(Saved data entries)
───

impl RootReturn for EntityLoadQueryDetails<'_> {
    fn root_space_uid(&self) -> &str {
        &self.reference.space_uid
    }

    fn comment(&self) -> String {
        format!("load {}", self.persister.name)
    }

    fn generate_root_aliases(&self, aliases: &mut AliasResolutionContext<'_>) -> Result<()> {
        aliases.generate_entity_reference_aliases(&self.reference.space_uid, self.persister)?;
        Ok(())
    }

    fn apply_root_table_fragments(
        &self,
        aliases: &AliasResolutionContext<'_>,
        select: &mut SelectStatementBuilder<'_>,
        lock_options: &LockOptions,
    ) -> Result<()> {
        let dialect = aliases.registry().dialect();
        let alias = &entity_root_aliases(aliases, &self.reference.space_uid)?.table_alias;
        let table = dialect.append_lock_hint(lock_options, alias, &self.persister.from_table_fragment(alias));
        let fragment = format!("{table}{}", self.persister.from_join_fragment(alias, dialect));
        select.append_from_clause_fragment(&fragment);
        Ok(())
    }

    fn key_columns(&self, aliases: &AliasResolutionContext<'_>) -> Result<Vec<String>> {
        let alias = &entity_root_aliases(aliases, &self.reference.space_uid)?.table_alias;
        Ok(qualify(alias, &self.key_columns))
    }

    fn apply_root_restrictions(
        &self,
        aliases: &AliasResolutionContext<'_>,
        select: &mut SelectStatementBuilder<'_>,
        influencers: &LoadQueryInfluencers,
        key_restriction: &str,
    ) -> Result<()> {
        let dialect = aliases.registry().dialect();
        let alias = &entity_root_aliases(aliases, &self.reference.space_uid)?.table_alias;
        select.append_restrictions(key_restriction);
        select.append_restrictions(&self.persister.filter_fragment(alias, influencers, dialect)?);
        Ok(())
    }

    fn apply_root_where_join(
        &self,
        aliases: &AliasResolutionContext<'_>,
        select: &mut SelectStatementBuilder<'_>,
    ) -> Result<()> {
        let alias = &entity_root_aliases(aliases, &self.reference.space_uid)?.table_alias;
        select.append_restrictions(&self.persister.where_join_fragment(alias, aliases.registry().dialect()));
        Ok(())
    }

    fn apply_root_order_by(&self, _: &AliasResolutionContext<'_>, _: &mut SelectStatementBuilder<'_>) -> Result<()> {
        Ok(())
    }

    fn apply_root_select_fragments(
        &self,
        aliases: &AliasResolutionContext<'_>,
        select: &mut SelectStatementBuilder<'_>,
        readers: &mut ReaderCollector,
    ) -> Result<ReturnReader> {
        let root = entity_root_aliases(aliases, &self.reference.space_uid)?.clone();
        select.append_select_clause_fragment(&self.persister.select_fragment(
            &root.table_alias,
            &root.columns,
            aliases.registry().dialect(),
        ));
        readers.add_entity_reader(EntityReader {
            uid: self.reference.space_uid.clone(),
            entity: self.persister.name.clone(),
            aliases: root,
            kind: EntityReaderKind::Generic,
        });
        Ok(ReturnReader::Entity {
            uid: self.reference.space_uid.clone(),
        })
    }

    fn process_root_fetches(
        &self,
        walker: &mut LoadQueryJoinAndFetchProcessor<'_, '_>,
        select: &mut SelectStatementBuilder<'_>,
        readers: &mut ReaderCollector,
        stats: &mut FetchStats,
    ) -> Result<()> {
        walk_entity_graph(self.reference, walker, select, readers, stats)
    }
}

/// State shared by both collection roots.
struct CollectionRoot<'p> {
    reference: &'p CollectionReference,
    persister: &'p CollectionPersister,
    element_uid: Option<String>,
}

impl CollectionRoot<'_> {
    fn generate_aliases(&self, aliases: &mut AliasResolutionContext<'_>) -> Result<()> {
        aliases.generate_collection_reference_aliases(
            &self.reference.space_uid,
            self.persister,
            self.element_uid.as_deref(),
        )?;
        Ok(())
    }

    fn comment(&self) -> String {
        format!("load collection {}", self.persister.role)
    }

    fn bag_role(&self) -> Option<&str> {
        (self.persister.semantics == CollectionSemantics::Bag).then_some(self.persister.role.as_str())
    }

    fn key_columns(&self, aliases: &AliasResolutionContext<'_>) -> Result<Vec<String>> {
        let root = collection_root_aliases(aliases, &self.reference.space_uid)?;
        Ok(qualify(&root.collection_table_alias, &self.persister.key_columns))
    }

    fn apply_order_by(&self, aliases: &AliasResolutionContext<'_>, select: &mut SelectStatementBuilder<'_>) -> Result<()> {
        let dialect = aliases.registry().dialect();
        let root = collection_root_aliases(aliases, &self.reference.space_uid)?;
        select.append_order_by_fragment(&self.persister.many_to_many_order_by(&root.element_table_alias, dialect)?);
        select.append_order_by_fragment(&self.persister.sql_order_by(&root.collection_table_alias, dialect)?);
        Ok(())
    }

    /// Collection columns, then element columns with an element reader.
    fn apply_select_fragments(
        &self,
        aliases: &AliasResolutionContext<'_>,
        select: &mut SelectStatementBuilder<'_>,
        readers: &mut ReaderCollector,
    ) -> Result<ReturnReader> {
        let registry = aliases.registry();
        let root = collection_root_aliases(aliases, &self.reference.space_uid)?.clone();
        select.append_select_clause_fragment(
            &self.persister.select_fragment(&root.collection_table_alias, &root.collection_columns),
        );
        if let (Some(element), Some(element_aliases)) = (&self.reference.element, &root.element) {
            let element_persister = registry.entity(&element.entity)?;
            select.append_select_clause_fragment(&element_persister.select_fragment(
                &element_aliases.table_alias,
                &element_aliases.columns,
                registry.dialect(),
            ));
            readers.add_entity_reader(EntityReader {
                uid: element.space_uid.clone(),
                entity: element.entity.clone(),
                aliases: element_aliases.clone(),
                kind: EntityReaderKind::Generic,
            });
        }
        readers.add_collection_reader(CollectionReader {
            uid: self.reference.space_uid.clone(),
            role: self.persister.role.clone(),
            aliases: root,
            owner_uid: None,
            element_uid: self.reference.element.as_ref().map(|e| e.space_uid.clone()),
        });
        Ok(ReturnReader::Collection {
            uid: self.reference.space_uid.clone(),
        })
    }

    fn process_fetches(
        &self,
        walker: &mut LoadQueryJoinAndFetchProcessor<'_, '_>,
        select: &mut SelectStatementBuilder<'_>,
        readers: &mut ReaderCollector,
        stats: &mut FetchStats,
    ) -> Result<()> {
        walker.process_collection_index(self.reference, select, readers)?;
        match &self.reference.element {
            Some(element) => walk_entity_graph(element, walker, select, readers, stats),
            None => Ok(()),
        }
    }
}

/// Collections of values and many-to-many collections, read from the
/// collection table.
struct BasicCollectionLoadQueryDetails<'p> {
    collection: CollectionRoot<'p>,
}

impl RootReturn for BasicCollectionLoadQueryDetails<'_> {
    fn root_space_uid(&self) -> &str {
        &self.collection.reference.space_uid
    }

    fn comment(&self) -> String {
        self.collection.comment()
    }

    fn root_bag_role(&self) -> Option<&str> {
        self.collection.bag_role()
    }

    fn generate_root_aliases(&self, aliases: &mut AliasResolutionContext<'_>) -> Result<()> {
        self.collection.generate_aliases(aliases)
    }

    fn apply_root_table_fragments(
        &self,
        aliases: &AliasResolutionContext<'_>,
        select: &mut SelectStatementBuilder<'_>,
        _: &LockOptions,
    ) -> Result<()> {
        let root = collection_root_aliases(aliases, self.root_space_uid())?;
        select.append_from_clause_fragment(&format!(
            "{} {}",
            self.collection.persister.table_name(),
            root.collection_table_alias
        ));
        Ok(())
    }

    fn key_columns(&self, aliases: &AliasResolutionContext<'_>) -> Result<Vec<String>> {
        self.collection.key_columns(aliases)
    }

    fn apply_root_restrictions(
        &self,
        aliases: &AliasResolutionContext<'_>,
        select: &mut SelectStatementBuilder<'_>,
        influencers: &LoadQueryInfluencers,
        key_restriction: &str,
    ) -> Result<()> {
        let root = collection_root_aliases(aliases, self.root_space_uid())?;
        select.append_restrictions(&self.collection.persister.filter_fragment(
            &root.collection_table_alias,
            influencers,
            aliases.registry().dialect(),
        )?);
        select.append_restrictions(key_restriction);
        Ok(())
    }

    fn apply_root_where_join(&self, _: &AliasResolutionContext<'_>, _: &mut SelectStatementBuilder<'_>) -> Result<()> {
        Ok(())
    }

    fn apply_root_order_by(
        &self,
        aliases: &AliasResolutionContext<'_>,
        select: &mut SelectStatementBuilder<'_>,
    ) -> Result<()> {
        self.collection.apply_order_by(aliases, select)
    }

    fn apply_root_select_fragments(
        &self,
        aliases: &AliasResolutionContext<'_>,
        select: &mut SelectStatementBuilder<'_>,
        readers: &mut ReaderCollector,
    ) -> Result<ReturnReader> {
        self.collection.apply_select_fragments(aliases, select, readers)
    }

    fn process_root_fetches(
        &self,
        walker: &mut LoadQueryJoinAndFetchProcessor<'_, '_>,
        select: &mut SelectStatementBuilder<'_>,
        readers: &mut ReaderCollector,
        stats: &mut FetchStats,
    ) -> Result<()> {
        self.collection.process_fetches(walker, select, readers, stats)
    }
}

/// One-to-many collections, read straight from the element table.
struct OneToManyLoadQueryDetails<'p> {
    collection: CollectionRoot<'p>,
    element: &'p EntityPersister,
}
fn has_associations(properties: &[PropertyDef]) -> bool {
    properties.iter().any(|p| match &p.kind {
        PropertyKind::Basic { .. } => false,
        PropertyKind::Component { properties } => has_associations(properties),
        _ => true,
    })
}

#[cfg(test)]
mod tests {
    use super::*;
    use crate::mapping::{
        AssociationDef, CollectionPersister, CollectionSemantics, EntityPersister, IdentifierDef,
        PropertyDef,
    };
    use crate::value::ValueType;
    use ormload_dialect::Dialect;

    fn registry() -> MappingRegistry {
        MappingRegistry::builder(Dialect::ansi())
            .with_entity(
                EntityPersister::new("User", "users", IdentifierDef::new("id", "id", ValueType::Long))
                    .with_property(PropertyDef::basic("name", "name", ValueType::String))
                    .with_property(PropertyDef::collection("posts", "User.posts")),
            )
            .with_entity(
                EntityPersister::new("Post", "posts", IdentifierDef::new("id", "id", ValueType::Long))
                    .with_property(PropertyDef::many_to_one(
                        "author",
                        AssociationDef::new("User", vec!["author_id".into()]).with_fetch(FetchStyle::Join),
                    ))
                    .with_property(PropertyDef::many_to_one(
                        "editor",
                        AssociationDef::new("User", vec!["editor_id".into()]),
                    )),
            )
            .with_collection(
                CollectionPersister::new(
                    "User.posts",
                    "User",
                    vec!["author_id".into()],
                    ElementDef::OneToMany {
                        entity: "Post".into(),
                        columns: Vec::new(),
                    },
                )
                .with_semantics(CollectionSemantics::Set),
            )
            .build()
            .unwrap()
    }

    #[test]
    fn test_default_plan_has_single_space() {
        let registry = registry();
        let plan = LoadPlanBuilder::new(&registry).entity_load_plan("User").unwrap();
        assert_eq!(plan.query_spaces.len(), 1);
        let Return::Entity(root) = plan.single_return().unwrap() else {
            panic!("expected entity return");
        };
        assert_eq!(root.space_uid, "<gen:0>");
        assert!(matches!(
            &root.fetches[0],
            Fetch::Deferred(DeferredFetch { target: DeferredTarget::Collection(role), .. }) if role == "User.posts"
        ));
    }

    #[test]
    fn test_inverse_many_to_one_is_bidirectional() {
        let registry = registry();
        let plan = LoadPlanBuilder::new(&registry)
            .with_fetch("posts")
            .entity_load_plan("User")
            .unwrap();
        // root, collection, element
        assert_eq!(plan.query_spaces.len(), 3);
        let Return::Entity(root) = plan.single_return().unwrap() else {
            panic!("expected entity return");
        };
        let Fetch::Collection(posts) = &root.fetches[0] else {
            panic!("expected collection fetch");
        };
        let element = posts.reference.element.as_ref().unwrap();
        assert_eq!(element.space_uid, "<gen:2>");
        match &element.fetches[0] {
            Fetch::BidirectionalEntity(fetch) => {
                assert_eq!(fetch.property, "posts.author");
                assert_eq!(fetch.target_space_uid, "<gen:0>");
            }
            other => panic!("unexpected fetch {other:?}"),
        }
        assert!(matches!(element.fetches[1], Fetch::Deferred(_)));
    }

    #[test]
    fn test_identical_builds_are_identical() {
        let registry = registry();
        let builder = LoadPlanBuilder::new(&registry).with_fetch("posts").with_fetch("posts.editor");
        assert_eq!(
            builder.entity_load_plan("User").unwrap(),
            builder.entity_load_plan("User").unwrap()
        );
    }

    #[test]
    fn test_max_depth_downgrades_join() {
        let registry = registry();
        let plan = LoadPlanBuilder::new(&registry)
            .with_max_fetch_depth(0)
            .entity_load_plan("Post")
            .unwrap();
        let Return::Entity(root) = plan.single_return().unwrap() else {
            panic!("expected entity return");
        };
        assert_eq!(root.fetches[0].strategy().style, FetchStyle::Select);
        assert_eq!(plan.query_spaces.len(), 1);
    }

    #[test]
    fn test_unknown_fetch_path_is_rejected() {
        let registry = registry();
        let result = LoadPlanBuilder::new(&registry)
            .with_fetch("posts.nothing")
            .entity_load_plan("User");
        assert!(matches!(result, Err(Error::IllegalArgument(_))));
    }

    #[test]
    fn test_collection_plan() {
        let registry = registry();
        let plan = LoadPlanBuilder::new(&registry)
            .collection_load_plan("User.posts")
            .unwrap();
        assert_eq!(plan.disposition, PlanDisposition::CollectionInitializer);
        let Return::Collection(collection) = plan.single_return().unwrap() else {
            panic!("expected collection return");
        };
        let element = collection.element.as_ref().unwrap();
        // Post.author shares the collection key and is recognized as a back reference.
        assert!(matches!(element.fetches[0], Fetch::BidirectionalEntity(_)));
    }
}
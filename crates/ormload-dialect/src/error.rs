//! Dialect error types.

use thiserror::Error;

use crate::types::SqlTypeCode;

/// Errors raised by a dialect capability lookup.
#[derive(Debug, Clone, PartialEq, Eq, Error)]
pub enum Error {
    /// No column type registered for the requested type code.
    #[error("no dialect mapping for SQL type {code:?}")]
    NoTypeMapping { code: SqlTypeCode },

    /// The dialect does not support the requested capability.
    #[error("{dialect} does not support {feature}")]
    Unsupported { dialect: String, feature: String },

    /// Unknown dialect name in configuration.
    #[error("unknown dialect: {0}")]
    UnknownDialect(String),

    /// A fragment could not be rendered from the given inputs.
    #[error("invalid fragment: {0}")]
    InvalidFragment(String),
}

impl Error {
    /// Create an unsupported-capability error.
    pub fn unsupported(dialect: impl Into<String>, feature: impl Into<String>) -> Self {
        Self::Unsupported {
            dialect: dialect.into(),
            feature: feature.into(),
        }
    }
}

/// Result alias for dialect operations.
pub type Result<T> = std::result::Result<T, Error>;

───

■ **ASSIGNMENT**: Using the entries above, count the lines that have the string "Deferred" in them. Answer with that number only.

■ **YOUR RESPONSE**: 2